Tuesday, July 23, 2013

Mali’s interim President Dioncounda Traore has met for the first time with members of two northern Tuareg separatist groups, ahead of the presidential and general elections to be held this coming Sunday.

The elections are meant to unify the West African nation after a March 2012 coup created a vacuum and allowed for al Qaeda-linked Islamist allies to seize the country’s desert north.

A military offensive earlier this year routed and scattered the Islamist fighters, African Union forces are still present and the northern region of the country has seen a rapid improvement in security.

The Tuareg separatists, have agreed to keep the peace in exchange for a promise of negotiations with the new government after the presidential and general elections.
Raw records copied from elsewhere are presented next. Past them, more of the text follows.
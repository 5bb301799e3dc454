//! Shared utilities that glue the different domains together.

pub mod config;
pub mod error;
pub mod ids;
pub mod log;
pub mod time;

pub use error::{RiskCode, RiskError, RiskResult};
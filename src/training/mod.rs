//! Training domain: fixed risk graph, fitting, artefacts and the model cache.

pub mod domain;
pub mod repo_fs;
pub mod service;

pub use domain::{ModelId, RiskModel, TrainConfig, TrainOverrides};
pub use service::ModelCache;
“We spoke of peace and reconciliation,” Ibrahim Ag Mohamed Assale, head of external relations for the Tuareg separatists, said following the closed-door meeting at the presidential residence late on Sunday.
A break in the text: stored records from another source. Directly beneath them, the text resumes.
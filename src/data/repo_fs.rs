//! Filesystem-backed CSV reader for the risk dataset.

use std::fs::File;
use std::path::{Path, PathBuf};

use crate::common::config::AppCfg;
use crate::common::error::{RiskError, RiskResult};
use crate::common::ids::Fingerprint;

use super::domain::{Dataset, Record, N_COLUMNS, SCHEMA};
use super::encoding;

/// Repository rooted at `cfg.data_root`.
pub struct FsDataRepo {
    root: PathBuf,
}

impl FsDataRepo {
    pub fn new(cfg: &AppCfg) -> Self {
        Self {
            root: cfg.data_root.clone(),
        }
    }

    /// Resolve a dataset name against the root. Absolute paths are used as-is.
    pub fn resolve(&self, name: impl AsRef<Path>) -> PathBuf {
        let name = name.as_ref();
        if name.is_absolute() {
            name.to_path_buf()
        } else {
            self.root.join(name)
        }
    }
}

/// Stream a CSV file and encode every row against [`SCHEMA`].
///
/// Header names must include every schema column; extra columns are ignored
/// and column order is free.
pub fn read_csv(path: &Path) -> RiskResult<Dataset> {
    let file = File::open(path)?;
    let mut reader = csv::ReaderBuilder::new()
        .has_headers(true)
        .trim(csv::Trim::All)
        .from_reader(file);

    let headers = reader.headers()?.clone();
    let mut positions = [0usize; N_COLUMNS];
    for (slot, spec) in positions.iter_mut().zip(SCHEMA.iter()) {
        *slot = headers
            .iter()
            .position(|h| h == spec.name)
            .ok_or_else(|| RiskError::invalid(format!("missing column {}", spec.name)))?;
    }

    let mut fingerprint = Fingerprint::new();
    let mut records = Vec::new();
    for (row_idx, row) in reader.records().enumerate() {
        let row = row?;
        let mut codes = [0usize; N_COLUMNS];
        for ((code, spec), pos) in codes.iter_mut().zip(SCHEMA.iter()).zip(positions) {
            let cell = row.get(pos).unwrap_or_default();
            // Row numbers are 1-based and count the header line.
            *code = encoding::encode_cell(spec, cell).map_err(|err| {
                RiskError::invalid(format!("line {}: {err}", row_idx + 2))
            })?;
        }
        let bytes: Vec<u8> = codes.iter().map(|c| *c as u8).collect();
        fingerprint.update(&bytes);
        records.push(Record(codes));
    }

    Ok(Dataset {
        source: path.to_path_buf(),
        records,
        fingerprint: fingerprint.finish_hex(),
    })
}

#[cfg(test)]
mod tests {
    use std::fs;

    use super::*;
    use tempfile::tempdir;

    const HEADER: &str = "Age,Sexe,Tabagisme,Hypertension,Cholesterol_eleve,Antecedents_familiaux,Activite_physique,Diabete,Stress_chronique,Risque_cardiaque";

    #[test]
    fn reads_labels_and_codes() {
        let dir = tempdir().unwrap();
        let path = dir.path().join("data.csv");
        fs::write(
            &path,
            format!("{HEADER}\nAdulte,Homme,Oui,Non,Oui,Non,Oui,Non,Oui,Oui\n0,0,0,1,0,1,0,1,0,0\n"),
        )
        .unwrap();

        let dataset = read_csv(&path).unwrap();
        assert_eq!(dataset.len(), 2);
        assert_eq!(dataset.records[0].0, [2, 1, 1, 0, 1, 0, 1, 0, 1, 1]);
        assert_eq!(dataset.records[1].outcome(), 0);
        assert_eq!(dataset.fingerprint.len(), 64);
    }

    #[test]
    fn column_order_is_free_and_extras_are_ignored() {
        let dir = tempdir().unwrap();
        let path = dir.path().join("data.csv");
        fs::write(
            &path,
            "id,Risque_cardiaque,Stress_chronique,Diabete,Activite_physique,Antecedents_familiaux,Cholesterol_eleve,Hypertension,Tabagisme,Sexe,Age\n\
             7,Oui,Non,Non,Non,Non,Non,Non,Non,Femme,Moyen\n",
        )
        .unwrap();
        let dataset = read_csv(&path).unwrap();
        assert_eq!(dataset.records[0].get("Age"), Some(1));
        assert_eq!(dataset.records[0].outcome(), 1);
    }

    #[test]
    fn reports_missing_columns_and_bad_cells() {
        let dir = tempdir().unwrap();
        let missing = dir.path().join("missing.csv");
        fs::write(&missing, "Age,Sexe\nJeune,Homme\n").unwrap();
        let err = read_csv(&missing).unwrap_err();
        assert!(err.to_string().contains("missing column Tabagisme"));

        let bad = dir.path().join("bad.csv");
        fs::write(&bad, format!("{HEADER}\nAdulte,Homme,Peut-etre,Non,Oui,Non,Oui,Non,Oui,Oui\n")).unwrap();
        let err = read_csv(&bad).unwrap_err();
        assert!(err.to_string().contains("line 2"));
    }

    #[test]
    fn repo_resolves_relative_names_under_root() {
        let cfg = AppCfg {
            data_root: PathBuf::from("/srv/data"),
            ..AppCfg::default()
        };
        let repo = FsDataRepo::new(&cfg);
        assert_eq!(repo.resolve("a.csv"), PathBuf::from("/srv/data/a.csv"));
        assert_eq!(repo.resolve("/tmp/b.csv"), PathBuf::from("/tmp/b.csv"));
    }
}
Representatives of the Tuareg separatist movement and their allies, had been due to meet with military officials on Monday to review progress in implementing the preliminary peace deal signed in neighboring Burkina Faso.

The Tuareg separatists have been blamed for attacks in the northern city of Kidal and for the abduction of four election workers and a deputy mayor in another northern town last week. Two of the Tuareg delegation are named in arrest warrants for alleged crimes committed during the Islamist occupation of the north.-(Reuters)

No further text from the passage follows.